Per partecipare non era necessario saper suonare, il gruppo era quindi eterogeneo e composto da piccoli musicisti, ma anche ragazzi che non si erano mai approcciati prima a uno strumento: «Grazie all’impostazione che abbiamo scelto per questo esperimento di musica e socialità non si sono create rotture tra chi era magari più abituato al linguaggio musicale rispetto ad altri. Suonare divertendosi, comporre piccoli brani ispirandosi a contesti cinematografici, come un film d’avventura o un fantasy e persino un documentario sull’uccello del paradiso e la tigre bianca, sono state tra le attività che hanno animato la settimana, ma anche tanto gioco libero, laboratori di cucina ed escursioni nel bosco, per approfondire il legame tra musica e natura».

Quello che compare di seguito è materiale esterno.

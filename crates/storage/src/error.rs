use crate::record::{ItemId, TenantId};

/// All errors that can be returned by a platform backend.
#[derive(Debug, thiserror::Error)]
pub enum StoreError {
    /// No content item with this id exists in the current tenant.
    #[error("item {item_id} not found in tenant {tenant_id}")]
    ItemNotFound { tenant_id: TenantId, item_id: ItemId },

    /// The tenant id does not name a site of this installation.
    #[error("tenant {tenant_id} not found")]
    TenantNotFound { tenant_id: TenantId },

    /// The content store refused to create the item.
    #[error("insert rejected in tenant {tenant_id}: {reason}")]
    InsertRejected { tenant_id: TenantId, reason: String },

    /// The attachment subsystem refused to register a file.
    #[error("attachment rejected for {file}: {reason}")]
    AttachmentRejected { file: String, reason: String },

    /// `pop_tenant` was called with no matching `push_tenant`.
    #[error("no tenant context to restore")]
    NoTenantToRestore,

    /// The upload directory for the current tenant cannot be resolved.
    #[error("upload directory unavailable: {0}")]
    UploadDir(String),

    #[error("i/o error on {path}: {source}")]
    Io {
        path: String,
        #[source]
        source: std::io::Error,
    },

    /// A backend-specific error (serialization, lock poisoning, etc.).
    #[error("storage backend error: {0}")]
    Backend(String),
}

impl StoreError {
    pub(crate) fn io(path: &std::path::Path, source: std::io::Error) -> Self {
        StoreError::Io {
            path: path.display().to_string(),
            source,
        }
    }
}
//! Runs the backend conformance suite against the in-memory installation.

use std::cell::Cell;

use sitecopy_storage::conformance::run_conformance_suite;
use sitecopy_storage::MemoryInstallation;
use tempfile::TempDir;

#[test]
fn test_memory_installation_conforms() {
    let root = TempDir::new().unwrap();
    let runs = Cell::new(0);
    let report = run_conformance_suite(|| {
        runs.set(runs.get() + 1);
        MemoryInstallation::new(root.path().join(format!("run-{}", runs.get())))
            .with_site(1, "Main", "https://example.test")
            .with_site(2, "Shop", "https://example.test/shop")
    });
    assert!(report.total > 0);
    assert!(report.failed == 0, "{report}");
}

Uno dei momenti più amato dai bambini era il cerchio serale in cui si cantava accompagnati dalla chitarra o dalla fisarmonica: «Abbiamo selezionato una serie di brani del cantautorato italiano, una scelta forse un po’ rischiosa: non sapevamo se a questi giovanissimi cresciuti a internet e musica pop sarebbe piaciuta Azzurro o Tintarella di Luna, ma siamo stati ripagati da un entusiasmo inaspettato».
Queste interessanti caratteristiche del progetto – l’inclusività e l’accessibilità – rendono la musica un linguaggio per tutti, grazie al gioco e alla sperimentazione della propria fantasia. Imparare ad ascoltarsi reciprocamente, sentire la musica con il corpo in una condizione di interconnessione con l’ambiente naturale in cui si era immersi, manipolare la terra o la farina allo stesso modo in cui si fa esperienza con uno strumento musicale, imparare ad autogestire il tempo e i momenti di convivialità, portare i bambini all’autonomia e a prendersi cura del gruppo in cui erano inseriti. Queste le linee guida della fruttuosa settimana organizzata da La Foresta in Testa, che ci si augura sia solo il primo passo per una nuova frontiera di studio e apprendimento da far crescere nel tempo.